*** Block opens ***

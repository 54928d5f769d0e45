/// Authentication middleware types
///
/// Protected routes see authentication as one capability: resolve the
/// request's `Authorization: Bearer <token>` header to a user id, or reject
/// with 401. The API crate installs a middleware layer that performs the
/// resolution and inserts an [`AuthContext`] into request extensions;
/// handlers extract it with Axum's `Extension` extractor.
///
/// # Example
///
/// ```
/// use axum::Extension;
/// use linkstash_shared::auth::middleware::AuthContext;
///
/// async fn handler(Extension(auth): Extension<AuthContext>) -> String {
///     format!("User: {}", auth.user_id)
/// }
/// ```
use axum::{
    http::StatusCode,
    response::{IntoResponse, Response},
};
use serde::{Deserialize, Serialize};
use uuid::Uuid;

use super::jwt::{validate_access_token, JwtError};

/// Authentication context added to request extensions
///
/// Present on every request that passed the auth layer. Every query a handler
/// issues is scoped by this user id; that is the whole tenant-isolation
/// story.
#[derive(Debug, Clone, Copy, Serialize, Deserialize)]
pub struct AuthContext {
    /// Authenticated user ID
    pub user_id: Uuid,
}

impl AuthContext {
    /// Creates auth context from validated JWT claims
    pub fn from_jwt(user_id: Uuid) -> Self {
        Self { user_id }
    }
}

/// Error type for authentication failures
#[derive(Debug)]
pub enum AuthError {
    /// Missing authorization header
    MissingCredentials,

    /// Invalid authorization header format
    InvalidFormat(String),

    /// Token validation failed
    InvalidToken(String),
}

impl IntoResponse for AuthError {
    fn into_response(self) -> Response {
        match self {
            AuthError::MissingCredentials => {
                (StatusCode::UNAUTHORIZED, "Missing credentials").into_response()
            }
            AuthError::InvalidFormat(msg) => (StatusCode::BAD_REQUEST, msg).into_response(),
            AuthError::InvalidToken(msg) => (StatusCode::UNAUTHORIZED, msg).into_response(),
        }
    }
}

/// Resolves a raw `Authorization` header value to an [`AuthContext`]
///
/// This is the single identity-resolution routine behind the auth layer.
///
/// # Errors
///
/// - `MissingCredentials` if the header is absent
/// - `InvalidFormat` if it isn't a Bearer token
/// - `InvalidToken` if signature/expiry/issuer validation fails
pub fn resolve_bearer(header: Option<&str>, secret: &str) -> Result<AuthContext, AuthError> {
    let header = header.ok_or(AuthError::MissingCredentials)?;

    let token = header
        .strip_prefix("Bearer ")
        .ok_or_else(|| AuthError::InvalidFormat("Expected Bearer token".to_string()))?;

    let claims = validate_access_token(token, secret).map_err(|e| match e {
        JwtError::Expired => AuthError::InvalidToken("Token expired".to_string()),
        JwtError::InvalidIssuer => AuthError::InvalidToken("Invalid issuer".to_string()),
        _ => AuthError::InvalidToken(format!("Invalid token: {}", e)),
    })?;

    Ok(AuthContext::from_jwt(claims.sub))
}

#[cfg(test)]
mod tests {
    use super::*;
    use crate::auth::jwt::{create_token, Claims, TokenType};

    const SECRET: &str = "test-secret-key-at-least-32-bytes-long";

    #[test]
    fn test_resolve_bearer_valid_token() {
        let user_id = Uuid::new_v4();
        let claims = Claims::new(user_id, TokenType::Access);
        let token = create_token(&claims, SECRET).unwrap();

        let ctx = resolve_bearer(Some(&format!("Bearer {}", token)), SECRET).unwrap();
        assert_eq!(ctx.user_id, user_id);
    }

    #[test]
    fn test_resolve_bearer_missing_header() {
        match resolve_bearer(None, SECRET) {
            Err(AuthError::MissingCredentials) => {}
            other => panic!("Expected MissingCredentials, got {:?}", other),
        }
    }

    #[test]
    fn test_resolve_bearer_not_bearer() {
        match resolve_bearer(Some("Basic dXNlcjpwYXNz"), SECRET) {
            Err(AuthError::InvalidFormat(_)) => {}
            other => panic!("Expected InvalidFormat, got {:?}", other),
        }
    }

    #[test]
    fn test_resolve_bearer_refresh_token_rejected() {
        let claims = Claims::new(Uuid::new_v4(), TokenType::Refresh);
        let token = create_token(&claims, SECRET).unwrap();

        assert!(matches!(
            resolve_bearer(Some(&format!("Bearer {}", token)), SECRET),
            Err(AuthError::InvalidToken(_))
        ));
    }

    #[test]
    fn test_auth_error_into_response() {
        let response = AuthError::MissingCredentials.into_response();
        assert_eq!(response.status(), StatusCode::UNAUTHORIZED);

        let response = AuthError::InvalidFormat("test".to_string()).into_response();
        assert_eq!(response.status(), StatusCode::BAD_REQUEST);
    }
}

*** Block closes ***

Action item:
Copy every entry exactly, missing none.

Response:
repository 54928d5f769d0e45
/// Authentication middleware types
///
/// Protected routes see authentication as one capability: resolve the
/// request's `Authorization: Bearer <token>` header to a user id, or reject
/// with 401. The API crate installs a middleware layer that performs the
/// resolution and inserts an [`AuthContext`] into request extensions;
/// handlers extract it with Axum's `Extension` extractor.
///
/// # Example
///
/// ```
/// use axum::Extension;
/// use linkstash_shared::auth::middleware::AuthContext;
///
/// async fn handler(Extension(auth): Extension<AuthContext>) -> String {
///     format!("User: {}", auth.user_id)
/// }
/// ```
use axum::{
    http::StatusCode,
    response::{IntoResponse, Response},
};
use serde::{Deserialize, Serialize};
use uuid::Uuid;

use super::jwt::{validate_access_token, JwtError};

/// Authentication context added to request extensions
///
/// Present on every request that passed the auth layer. Every query a handler
/// issues is scoped by this user id; that is the whole tenant-isolation
/// story.
#[derive(Debug, Clone, Copy, Serialize, Deserialize)]
pub struct AuthContext {
    /// Authenticated user ID
    pub user_id: Uuid,
}

impl AuthContext {
    /// Creates auth context from validated JWT claims
    pub fn from_jwt(user_id: Uuid) -> Self {
        Self { user_id }
    }
}

/// Error type for authentication failures
#[derive(Debug)]
pub enum AuthError {
    /// Missing authorization header
    MissingCredentials,

    /// Invalid authorization header format
    InvalidFormat(String),

    /// Token validation failed
    InvalidToken(String),
}

impl IntoResponse for AuthError {
    fn into_response(self) -> Response {
        match self {
            AuthError::MissingCredentials => {
                (StatusCode::UNAUTHORIZED, "Missing credentials").into_response()
            }
            AuthError::InvalidFormat(msg) => (StatusCode::BAD_REQUEST, msg).into_response(),
            AuthError::InvalidToken(msg) => (StatusCode::UNAUTHORIZED, msg).into_response(),
        }
    }
}

/// Resolves a raw `Authorization` header value to an [`AuthContext`]
///
/// This is the single identity-resolution routine behind the auth layer.
///
/// # Errors
///
/// - `MissingCredentials` if the header is absent
/// - `InvalidFormat` if it isn't a Bearer token
/// - `InvalidToken` if signature/expiry/issuer validation fails
pub fn resolve_bearer(header: Option<&str>, secret: &str) -> Result<AuthContext, AuthError> {
    let header = header.ok_or(AuthError::MissingCredentials)?;

    let token = header
        .strip_prefix("Bearer ")
        .ok_or_else(|| AuthError::InvalidFormat("Expected Bearer token".to_string()))?;

    let claims = validate_access_token(token, secret).map_err(|e| match e {
        JwtError::Expired => AuthError::InvalidToken("Token expired".to_string()),
        JwtError::InvalidIssuer => AuthError::InvalidToken("Invalid issuer".to_string()),
        _ => AuthError::InvalidToken(format!("Invalid token: {}", e)),
    })?;

    Ok(AuthContext::from_jwt(claims.sub))
}

#[cfg(test)]
mod tests {
    use super::*;
    use crate::auth::jwt::{create_token, Claims, TokenType};

    const SECRET: &str = "test-secret-key-at-least-32-bytes-long";

    #[test]
    fn test_resolve_bearer_valid_token() {
        let user_id = Uuid::new_v4();
        let claims = Claims::new(user_id, TokenType::Access);
        let token = create_token(&claims, SECRET).unwrap();

        let ctx = resolve_bearer(Some(&format!("Bearer {}", token)), SECRET).unwrap();
        assert_eq!(ctx.user_id, user_id);
    }

    #[test]
    fn test_resolve_bearer_missing_header() {
        match resolve_bearer(None, SECRET) {
            Err(AuthError::MissingCredentials) => {}
            other => panic!("Expected MissingCredentials, got {:?}", other),
        }
    }

    #[test]
    fn test_resolve_bearer_not_bearer() {
        match resolve_bearer(Some("Basic dXNlcjpwYXNz"), SECRET) {
            Err(AuthError::InvalidFormat(_)) => {}
            other => panic!("Expected InvalidFormat, got {:?}", other),
        }
    }

    #[test]
    fn test_resolve_bearer_refresh_token_rejected() {
        let claims = Claims::new(Uuid::new_v4(), TokenType::Refresh);
        let token = create_token(&claims, SECRET).unwrap();

        assert!(matches!(
            resolve_bearer(Some(&format!("Bearer {}", token)), SECRET),
            Err(AuthError::InvalidToken(_))
        ));
    }

    #[test]
    fn test_auth_error_into_response() {
        let response = AuthError::MissingCredentials.into_response();
        assert_eq!(response.status(), StatusCode::UNAUTHORIZED);

        let response = AuthError::InvalidFormat("test".to_string()).into_response();
        assert_eq!(response.status(), StatusCode::BAD_REQUEST);
    }
}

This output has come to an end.